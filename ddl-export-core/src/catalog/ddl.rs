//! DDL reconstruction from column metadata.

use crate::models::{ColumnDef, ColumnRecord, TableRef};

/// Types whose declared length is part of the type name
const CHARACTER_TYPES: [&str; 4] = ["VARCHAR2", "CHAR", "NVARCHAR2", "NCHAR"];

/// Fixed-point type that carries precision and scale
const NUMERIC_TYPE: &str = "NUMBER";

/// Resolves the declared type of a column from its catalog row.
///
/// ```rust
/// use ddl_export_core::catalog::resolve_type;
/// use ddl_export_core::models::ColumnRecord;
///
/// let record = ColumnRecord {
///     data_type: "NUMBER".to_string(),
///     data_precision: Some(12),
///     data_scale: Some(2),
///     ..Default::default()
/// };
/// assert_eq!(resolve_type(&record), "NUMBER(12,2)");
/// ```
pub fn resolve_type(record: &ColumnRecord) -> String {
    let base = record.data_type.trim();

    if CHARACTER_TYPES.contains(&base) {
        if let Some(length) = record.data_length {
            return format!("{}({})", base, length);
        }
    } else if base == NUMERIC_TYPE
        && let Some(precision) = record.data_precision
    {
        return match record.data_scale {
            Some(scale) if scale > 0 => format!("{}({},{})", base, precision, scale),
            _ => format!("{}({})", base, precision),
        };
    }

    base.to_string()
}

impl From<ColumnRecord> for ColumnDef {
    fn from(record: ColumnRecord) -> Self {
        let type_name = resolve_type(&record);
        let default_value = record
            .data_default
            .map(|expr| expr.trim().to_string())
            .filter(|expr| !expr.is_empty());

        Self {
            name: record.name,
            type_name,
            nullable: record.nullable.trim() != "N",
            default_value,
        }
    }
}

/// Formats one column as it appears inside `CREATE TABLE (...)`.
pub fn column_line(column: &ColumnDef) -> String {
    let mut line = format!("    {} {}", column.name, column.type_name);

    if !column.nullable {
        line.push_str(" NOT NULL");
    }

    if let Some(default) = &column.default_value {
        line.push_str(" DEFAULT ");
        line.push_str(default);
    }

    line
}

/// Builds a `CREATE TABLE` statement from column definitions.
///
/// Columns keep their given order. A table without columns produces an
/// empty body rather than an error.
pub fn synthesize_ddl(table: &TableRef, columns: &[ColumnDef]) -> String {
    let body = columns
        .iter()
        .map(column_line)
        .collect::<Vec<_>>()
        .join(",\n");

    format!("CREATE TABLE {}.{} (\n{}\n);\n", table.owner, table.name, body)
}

+===+

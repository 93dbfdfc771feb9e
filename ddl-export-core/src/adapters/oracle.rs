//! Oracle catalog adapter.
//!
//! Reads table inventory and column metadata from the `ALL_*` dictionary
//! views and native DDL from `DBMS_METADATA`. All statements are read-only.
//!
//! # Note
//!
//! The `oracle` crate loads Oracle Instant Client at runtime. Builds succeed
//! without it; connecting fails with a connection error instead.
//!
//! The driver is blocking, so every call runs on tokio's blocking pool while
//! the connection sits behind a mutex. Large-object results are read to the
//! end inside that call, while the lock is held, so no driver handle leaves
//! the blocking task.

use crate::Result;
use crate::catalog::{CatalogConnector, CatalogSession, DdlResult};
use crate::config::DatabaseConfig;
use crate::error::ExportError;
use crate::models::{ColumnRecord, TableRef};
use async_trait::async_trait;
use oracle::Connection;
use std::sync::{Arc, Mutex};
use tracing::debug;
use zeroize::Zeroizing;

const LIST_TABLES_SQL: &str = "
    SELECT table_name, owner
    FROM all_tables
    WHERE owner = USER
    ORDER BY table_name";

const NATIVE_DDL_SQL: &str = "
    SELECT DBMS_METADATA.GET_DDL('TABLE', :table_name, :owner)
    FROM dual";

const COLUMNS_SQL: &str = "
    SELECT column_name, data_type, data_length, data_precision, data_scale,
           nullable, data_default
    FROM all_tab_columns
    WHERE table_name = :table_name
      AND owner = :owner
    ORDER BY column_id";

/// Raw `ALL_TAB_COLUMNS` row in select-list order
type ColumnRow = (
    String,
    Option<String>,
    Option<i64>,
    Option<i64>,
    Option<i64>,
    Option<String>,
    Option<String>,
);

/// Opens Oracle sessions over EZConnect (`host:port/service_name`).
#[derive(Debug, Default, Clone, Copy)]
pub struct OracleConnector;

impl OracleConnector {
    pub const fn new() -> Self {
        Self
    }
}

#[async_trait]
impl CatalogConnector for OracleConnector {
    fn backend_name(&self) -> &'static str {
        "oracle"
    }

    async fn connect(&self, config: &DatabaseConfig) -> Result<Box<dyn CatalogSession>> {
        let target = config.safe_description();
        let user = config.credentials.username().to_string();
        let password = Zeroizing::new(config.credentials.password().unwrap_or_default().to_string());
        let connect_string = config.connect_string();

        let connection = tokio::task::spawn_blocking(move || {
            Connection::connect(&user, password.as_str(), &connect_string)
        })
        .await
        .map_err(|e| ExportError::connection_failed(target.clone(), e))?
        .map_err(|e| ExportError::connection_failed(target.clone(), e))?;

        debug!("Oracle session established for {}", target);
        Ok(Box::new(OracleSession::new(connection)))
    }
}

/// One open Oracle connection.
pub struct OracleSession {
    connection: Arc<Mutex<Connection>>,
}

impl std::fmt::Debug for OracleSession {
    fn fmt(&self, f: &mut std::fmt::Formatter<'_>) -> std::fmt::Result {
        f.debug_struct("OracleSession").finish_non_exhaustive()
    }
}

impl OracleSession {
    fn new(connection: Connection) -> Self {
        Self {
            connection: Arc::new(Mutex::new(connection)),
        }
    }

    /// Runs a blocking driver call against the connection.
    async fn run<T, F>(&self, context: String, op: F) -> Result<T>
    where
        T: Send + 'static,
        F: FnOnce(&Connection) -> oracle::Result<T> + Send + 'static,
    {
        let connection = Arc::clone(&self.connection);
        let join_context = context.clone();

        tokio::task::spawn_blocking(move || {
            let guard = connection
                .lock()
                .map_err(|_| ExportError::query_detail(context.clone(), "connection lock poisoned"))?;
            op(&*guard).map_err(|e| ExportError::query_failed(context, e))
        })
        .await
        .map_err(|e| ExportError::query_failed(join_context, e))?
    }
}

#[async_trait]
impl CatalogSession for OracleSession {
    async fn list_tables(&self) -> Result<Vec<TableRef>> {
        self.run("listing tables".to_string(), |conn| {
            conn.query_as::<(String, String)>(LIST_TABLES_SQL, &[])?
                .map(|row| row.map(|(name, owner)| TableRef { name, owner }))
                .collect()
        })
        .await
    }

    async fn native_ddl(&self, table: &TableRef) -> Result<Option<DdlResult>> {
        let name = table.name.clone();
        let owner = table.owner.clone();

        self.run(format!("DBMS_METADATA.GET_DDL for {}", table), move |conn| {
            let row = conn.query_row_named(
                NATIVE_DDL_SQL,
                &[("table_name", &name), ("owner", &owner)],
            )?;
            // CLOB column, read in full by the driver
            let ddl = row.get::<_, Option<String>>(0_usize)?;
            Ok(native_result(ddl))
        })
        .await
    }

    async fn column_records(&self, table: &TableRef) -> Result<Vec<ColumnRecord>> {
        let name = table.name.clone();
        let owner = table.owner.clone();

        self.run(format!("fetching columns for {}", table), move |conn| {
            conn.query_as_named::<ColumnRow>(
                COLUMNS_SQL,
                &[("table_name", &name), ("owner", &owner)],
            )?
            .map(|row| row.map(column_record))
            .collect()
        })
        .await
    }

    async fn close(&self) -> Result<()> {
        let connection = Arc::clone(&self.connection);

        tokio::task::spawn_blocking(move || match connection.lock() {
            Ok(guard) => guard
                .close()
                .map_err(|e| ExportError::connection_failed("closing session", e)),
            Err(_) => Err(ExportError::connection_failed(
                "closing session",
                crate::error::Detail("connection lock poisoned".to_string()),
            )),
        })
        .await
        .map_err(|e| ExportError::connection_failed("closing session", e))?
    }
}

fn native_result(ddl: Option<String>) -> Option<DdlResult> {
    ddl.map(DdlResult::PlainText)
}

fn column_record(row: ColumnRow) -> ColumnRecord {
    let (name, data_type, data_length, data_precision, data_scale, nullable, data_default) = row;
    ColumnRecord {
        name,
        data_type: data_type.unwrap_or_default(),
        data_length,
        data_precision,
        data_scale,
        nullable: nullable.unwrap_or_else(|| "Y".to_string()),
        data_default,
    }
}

+===+

REQUIRED ACTION —
Look through the entries above, and wherever a line holds the word "without", copy it.

ANSWER AREA —
/// Columns keep their given order. A table without columns produces an
//! without it; connecting fails with a connection error instead.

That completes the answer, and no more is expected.